И.С.: Я бы сказал, скорее, наоборот: вся идеология московского востоковедения была ориентирована на современность. Занятия древностью и средневековьем, т.е. классическими областями востоковедения, воспринималось, скорее, как исключение.

Б.Д.: Акцент на современность в том числе и из соображений обслуживания потребностей структур внешней политики или разведки, структур внешнеэкономических связей, идеологических структур.

И.С.: И так, и не так. Всё-таки я говорю об области скорее филологической. Вряд ли кто-то, кто занимался, скажем, современной индийской литературой, так уж был полезен каким-то таким структурам. Да, с ним можно проконсультироваться по поводу тонкостей взаимоотношений современных идеологических движений, но главное всё-таки в том, что от востоковедения как науки начальство требовало изучения того, что происходит сегодня, ну, в крайнем случае, происходило вчера. Того, что связано с какими-то актуальными сюжетами – тогда это были процессы деколонизации, движение неприсоединения и прочего в этом роде. Полагалось исследовать, ориентируются ли современные литературы Востока стилистически и идейно на то, что в СССР считалось единственно верным, требовалось выяснить, что там у них – социалистический реализм или революционный романтизм. И так далее.

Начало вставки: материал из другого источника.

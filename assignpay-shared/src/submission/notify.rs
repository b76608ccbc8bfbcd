/// Notices and navigation
///
/// Both collaborators are fire-and-forget: the workflow never waits on them
/// and nothing they do can fail a submission.

use serde::Serialize;
use std::fmt;
use std::sync::Mutex;

/// Severity of a user-facing notice
#[derive(Debug, Clone, Copy, PartialEq, Eq, Serialize)]
#[serde(rename_all = "lowercase")]
pub enum NoticeKind {
    Success,
    Error,
}

/// A short user-facing message
#[derive(Debug, Clone, PartialEq, Eq, Serialize)]
pub struct Notice {
    pub kind: NoticeKind,
    pub message: String,
}

impl Notice {
    pub fn success(message: impl Into<String>) -> Self {
        Self {
            kind: NoticeKind::Success,
            message: message.into(),
        }
    }

    pub fn error(message: impl Into<String>) -> Self {
        Self {
            kind: NoticeKind::Error,
            message: message.into(),
        }
    }
}

/// Destinations the submission flow can send the caller to
#[derive(Debug, Clone, Copy, PartialEq, Eq, Serialize)]
pub enum Route {
    #[serde(rename = "/auth")]
    Auth,

    #[serde(rename = "/assignment-submission")]
    AssignmentSubmission,
}

impl Route {
    pub fn path(&self) -> &'static str {
        match self {
            Route::Auth => "/auth",
            Route::AssignmentSubmission => "/assignment-submission",
        }
    }
}

impl fmt::Display for Route {
    fn fmt(&self, f: &mut fmt::Formatter<'_>) -> fmt::Result {
        f.write_str(self.path())
    }
}

/// Receives notices
pub trait Notifier: Send + Sync {
    fn notify(&self, notice: Notice);
}

/// Receives navigation requests
pub trait Navigator: Send + Sync {
    fn navigate(&self, route: Route);
}

/// Keeps every notice it receives and logs it
///
/// The HTTP layer uses this to return a request's notices in the response body.
#[derive(Debug, Default)]
pub struct RecordingNotifier {
    notices: Mutex<Vec<Notice>>,
}

impl RecordingNotifier {
    pub fn notices(&self) -> Vec<Notice> {
        self.notices
            .lock()
            .map(|n| n.clone())
            .unwrap_or_default()
    }
}

impl Notifier for RecordingNotifier {
    fn notify(&self, notice: Notice) {
        match notice.kind {
            NoticeKind::Success => tracing::info!(message = %notice.message, "Notice"),
            NoticeKind::Error => tracing::warn!(message = %notice.message, "Notice"),
        }
        if let Ok(mut notices) = self.notices.lock() {
            notices.push(notice);
        }
    }
}

/// Keeps every route it is sent to
#[derive(Debug, Default)]
pub struct RecordingNavigator {
    routes: Mutex<Vec<Route>>,
}

impl RecordingNavigator {
    pub fn routes(&self) -> Vec<Route> {
        self.routes.lock().map(|r| r.clone()).unwrap_or_default()
    }

    /// Most recent navigation, if any
    pub fn last(&self) -> Option<Route> {
        self.routes.lock().ok().and_then(|r| r.last().copied())
    }
}

impl Navigator for RecordingNavigator {
    fn navigate(&self, route: Route) {
        if let Ok(mut routes) = self.routes.lock() {
            routes.push(route);
        }
    }
}

#[cfg(test)]
mod tests {
    use super::*;

    #[test]
    fn test_route_paths() {
        assert_eq!(Route::Auth.path(), "/auth");
        assert_eq!(Route::AssignmentSubmission.to_string(), "/assignment-submission");
        assert_eq!(serde_json::to_string(&Route::Auth).unwrap(), "\"/auth\"");
    }

    #[test]
    fn test_notice_serializes_kind_lowercase() {
        let json = serde_json::to_value(Notice::error("nope")).unwrap();
        assert_eq!(json["kind"], "error");
        assert_eq!(json["message"], "nope");
    }

    #[test]
    fn test_recorders_keep_order() {
        let notifier = RecordingNotifier::default();
        notifier.notify(Notice::error("first"));
        notifier.notify(Notice::success("second"));
        assert_eq!(
            notifier.notices(),
            vec![Notice::error("first"), Notice::success("second")]
        );

        let navigator = RecordingNavigator::default();
        assert_eq!(navigator.last(), None);
        navigator.navigate(Route::Auth);
        assert_eq!(navigator.last(), Some(Route::Auth));
    }
}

Я поступил в аспирантуру Института мировой литературы в 1971 году. Казалось бы, Институт мировой литературы – какая разница, что возьмёт в качестве темы аспирант-китаист? Мне пришлось идти к тогдашнему директору ИМЛИ Сучкову и, поскольку никакие аргументы не действовали, просто сказать: «Борис Леонтьевич, я вас очень прошу, разрешите мне заниматься средневековой китайской поэзией». Для него это было настолько дико, что человек обращается к нему с личной просьбой, что он сказал: «Да бог с вами, занимайтесь, если вам уж так приспичило». Он-то предполагал, что нужно заниматься как раз современными проблемами Китая. Тогда ведь происходили все эти стычки между КПСС и КПК…

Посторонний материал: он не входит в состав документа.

/// Database layer for AssignPay
///
/// # Modules
///
/// - `pool`: PostgreSQL connection pool with health check
/// - `migrations`: Embedded migration runner
///
/// Models are in the `models` module at crate root level; the storage
/// traits that the submission workflow talks to are in `store`.

pub mod migrations;
pub mod pool;
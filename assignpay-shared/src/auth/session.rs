/// Sessions and the session gate
///
/// A [`Session`] is proof of an authenticated actor. The submission page asks
/// a [`SessionProvider`] for one exactly once when it is activated
/// ([`SessionGate::activate`]) and once more right before writing anything.
///
/// Failing to *fetch* a session is treated the same as not having one: the
/// caller is sent to the login route. There is no retry.

use async_trait::async_trait;
use serde::{Deserialize, Serialize};
use uuid::Uuid;

use super::jwt::Claims;
use crate::models::user::{User, UserType};
use crate::submission::notify::{Navigator, Notice, Notifier, Route};

/// Notice shown when a page that needs a session is opened without one
pub const LOGIN_REQUIRED_MESSAGE: &str = "Please log in to submit an assignment";

/// An authenticated actor
#[derive(Debug, Clone, PartialEq, Eq, Serialize, Deserialize)]
pub struct Session {
    /// Authenticated user ID
    pub user_id: Uuid,

    /// Account email
    pub email: String,

    /// `full_name` profile attribute
    pub full_name: Option<String>,

    /// Account type
    pub user_type: UserType,
}

impl Session {
    pub fn from_claims(claims: &Claims) -> Self {
        Self {
            user_id: claims.sub,
            email: claims.email.clone(),
            full_name: claims.full_name.clone(),
            user_type: claims.user_type,
        }
    }

    pub fn from_user(user: &User) -> Self {
        Self {
            user_id: user.id,
            email: user.email.clone(),
            full_name: user.full_name.clone(),
            user_type: user.user_type,
        }
    }

    /// Name to pre-fill on the submission form (empty if the profile has none)
    pub fn display_name(&self) -> &str {
        self.full_name.as_deref().unwrap_or("")
    }
}

/// Error raised while looking up a session
#[derive(Debug, thiserror::Error)]
pub enum SessionError {
    /// The identity backend could not be reached
    #[error("Session lookup failed: {0}")]
    Unavailable(String),
}

/// Source of the current session
#[async_trait]
pub trait SessionProvider: Send + Sync {
    /// Returns the active session, `Ok(None)` if nobody is signed in
    async fn get_session(&self) -> Result<Option<Session>, SessionError>;
}

/// A provider that always answers with the same value
#[derive(Debug, Clone, Default)]
pub struct FixedSession(pub Option<Session>);

impl FixedSession {
    pub fn signed_in(session: Session) -> Self {
        Self(Some(session))
    }

    pub fn signed_out() -> Self {
        Self(None)
    }
}

#[async_trait]
impl SessionProvider for FixedSession {
    async fn get_session(&self) -> Result<Option<Session>, SessionError> {
        Ok(self.0.clone())
    }
}

/// Asks the provider once, folding lookup failures into "no session"
pub async fn current_session(provider: &dyn SessionProvider) -> Option<Session> {
    match provider.get_session().await {
        Ok(session) => session,
        Err(e) => {
            tracing::warn!(error = %e, "Session lookup failed, treating as signed out");
            None
        }
    }
}

/// Result of activating a page behind the session gate
#[derive(Debug, Clone, PartialEq, Eq)]
pub enum GateOutcome {
    /// Signed in; the page may render
    Ready(Session),

    /// Signed out; the caller has been sent elsewhere
    Redirected(Route),
}

/// Guard run once per page activation
pub struct SessionGate;

impl SessionGate {
    /// Checks for a session, redirecting to the login route when absent
    ///
    /// On absence an error notice is emitted and the navigator is sent to
    /// [`Route::Auth`].
    pub async fn activate(
        provider: &dyn SessionProvider,
        notifier: &dyn Notifier,
        navigator: &dyn Navigator,
    ) -> GateOutcome {
        match current_session(provider).await {
            Some(session) => GateOutcome::Ready(session),
            None => {
                notifier.notify(Notice::error(LOGIN_REQUIRED_MESSAGE));
                navigator.navigate(Route::Auth);
                GateOutcome::Redirected(Route::Auth)
            }
        }
    }
}

#[cfg(test)]
mod tests {
    use super::*;
    use crate::submission::notify::{RecordingNavigator, RecordingNotifier};

    struct BrokenProvider;

    #[async_trait]
    impl SessionProvider for BrokenProvider {
        async fn get_session(&self) -> Result<Option<Session>, SessionError> {
            Err(SessionError::Unavailable("connection refused".to_string()))
        }
    }

    fn session(full_name: Option<&str>) -> Session {
        Session {
            user_id: Uuid::new_v4(),
            email: "student@example.com".to_string(),
            full_name: full_name.map(str::to_string),
            user_type: UserType::User,
        }
    }

    #[test]
    fn test_display_name_defaults_to_empty() {
        assert_eq!(session(Some("Ada")).display_name(), "Ada");
        assert_eq!(session(None).display_name(), "");
    }

    #[tokio::test]
    async fn test_gate_ready_with_session() {
        let notifier = RecordingNotifier::default();
        let navigator = RecordingNavigator::default();
        let expected = session(Some("Ada"));

        let outcome = SessionGate::activate(
            &FixedSession::signed_in(expected.clone()),
            &notifier,
            &navigator,
        )
        .await;

        assert_eq!(outcome, GateOutcome::Ready(expected));
        assert!(notifier.notices().is_empty());
        assert!(navigator.routes().is_empty());
    }

    #[tokio::test]
    async fn test_gate_redirects_without_session() {
        let notifier = RecordingNotifier::default();
        let navigator = RecordingNavigator::default();

        let outcome =
            SessionGate::activate(&FixedSession::signed_out(), &notifier, &navigator).await;

        assert_eq!(outcome, GateOutcome::Redirected(Route::Auth));
        assert_eq!(notifier.notices(), vec![Notice::error(LOGIN_REQUIRED_MESSAGE)]);
        assert_eq!(navigator.routes(), vec![Route::Auth]);
    }

    #[tokio::test]
    async fn test_gate_treats_lookup_failure_as_signed_out() {
        let notifier = RecordingNotifier::default();
        let navigator = RecordingNavigator::default();

        let outcome = SessionGate::activate(&BrokenProvider, &notifier, &navigator).await;

        assert_eq!(outcome, GateOutcome::Redirected(Route::Auth));
        assert_eq!(navigator.routes(), vec![Route::Auth]);
    }
}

И вот, аспирант Юлии Марковны Алихановой, ещё тогда продолжавший учиться в аспирантуре, стал организовывать у нас санскритологию. Теперь он возглавляет кафедру Южной и Центральной Азии – это Максим Альбертович Русанов, очень хороший учёный и организатор. Теперь индология у нас представлена даже и мусульманской Индией, т.е. Индией, где один из главных языков – урду, и классической Индией – с хинди и санскритом. В этом году мы приняли первых студентов, которые будут заниматься Южной Индией, тамильским языком.

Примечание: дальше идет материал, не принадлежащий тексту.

/// Database migration runner
///
/// Migrations live in `assignpay-shared/migrations/` as reversible
/// `{version}_{name}.up.sql` / `.down.sql` pairs and are embedded at compile
/// time with `sqlx::migrate!`.
///
/// # Example
///
/// ```no_run
/// use assignpay_shared::db::migrations::{ensure_database_exists, run_migrations};
/// use assignpay_shared::db::pool::{create_pool, DatabaseConfig};
///
/// # async fn example(url: String) -> Result<(), Box<dyn std::error::Error>> {
/// ensure_database_exists(&url).await?;
/// let pool = create_pool(DatabaseConfig::from_url(url)).await?;
/// run_migrations(&pool).await?;
/// # Ok(())
/// # }
/// ```

use sqlx::{migrate::MigrateDatabase, postgres::PgPool, Postgres};
use tracing::{debug, info, warn};

/// Migration status information
#[derive(Debug, Clone)]
pub struct MigrationStatus {
    /// Number of migrations that have been applied
    pub applied_migrations: usize,

    /// Latest applied migration version
    pub latest_version: Option<i64>,
}

/// Runs all pending migrations
pub async fn run_migrations(pool: &PgPool) -> Result<(), sqlx::migrate::MigrateError> {
    info!("Starting database migrations");

    match sqlx::migrate!("./migrations").run(pool).await {
        Ok(()) => {
            info!("All database migrations completed successfully");
            Ok(())
        }
        Err(e) => {
            warn!("Migration failed: {}", e);
            Err(e)
        }
    }
}

/// Reads the applied migration count and latest version
pub async fn get_migration_status(pool: &PgPool) -> Result<MigrationStatus, sqlx::Error> {
    let table_exists: bool = sqlx::query_scalar(
        "SELECT EXISTS (
            SELECT FROM information_schema.tables
            WHERE table_schema = 'public'
            AND table_name = '_sqlx_migrations'
        )",
    )
    .fetch_one(pool)
    .await?;

    if !table_exists {
        debug!("Migrations table does not exist yet");
        return Ok(MigrationStatus {
            applied_migrations: 0,
            latest_version: None,
        });
    }

    let (count, latest_version): (i64, Option<i64>) = sqlx::query_as(
        "SELECT COUNT(*), MAX(version) FROM _sqlx_migrations WHERE success = true",
    )
    .fetch_one(pool)
    .await?;

    Ok(MigrationStatus {
        applied_migrations: count as usize,
        latest_version,
    })
}

/// Creates the database if it doesn't exist (development convenience)
pub async fn ensure_database_exists(database_url: &str) -> Result<(), sqlx::Error> {
    if !Postgres::database_exists(database_url).await? {
        info!("Database does not exist, creating it");
        Postgres::create_database(database_url).await?;
    } else {
        debug!("Database already exists");
    }

    Ok(())
}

После Индии или почти одновременно с ней возникла синология, появилась японистика. Ну а дальше: Монголия с Тибетом, тюркология, корееведение, вьетнамистика. А в этом году мы собираемся, рискуя головой, я не знаю, во что это выльется, попытаться набрать студентов на специальность «Таиланд и Лаос».

Б.Д.: А почему именно такое сочетание?

И.С.: Это родственные языки.

Б.Д.: Т.е. почему не Вьетнам – понятно.

И.С.: Да, Вьетнам уже есть, у нас очень хорошая вьетнамская группа, им повезло, они попали уже на втором курсе во Вьетнам на полевые исследования малых языков, редких, которыми страшно интересно заниматься. Это на границе Вьетнама с Китаем, там есть совсем неописанные языки, причём настолько мелкие, что буквально один язык на одну деревню, а в соседней деревне уже другой язык.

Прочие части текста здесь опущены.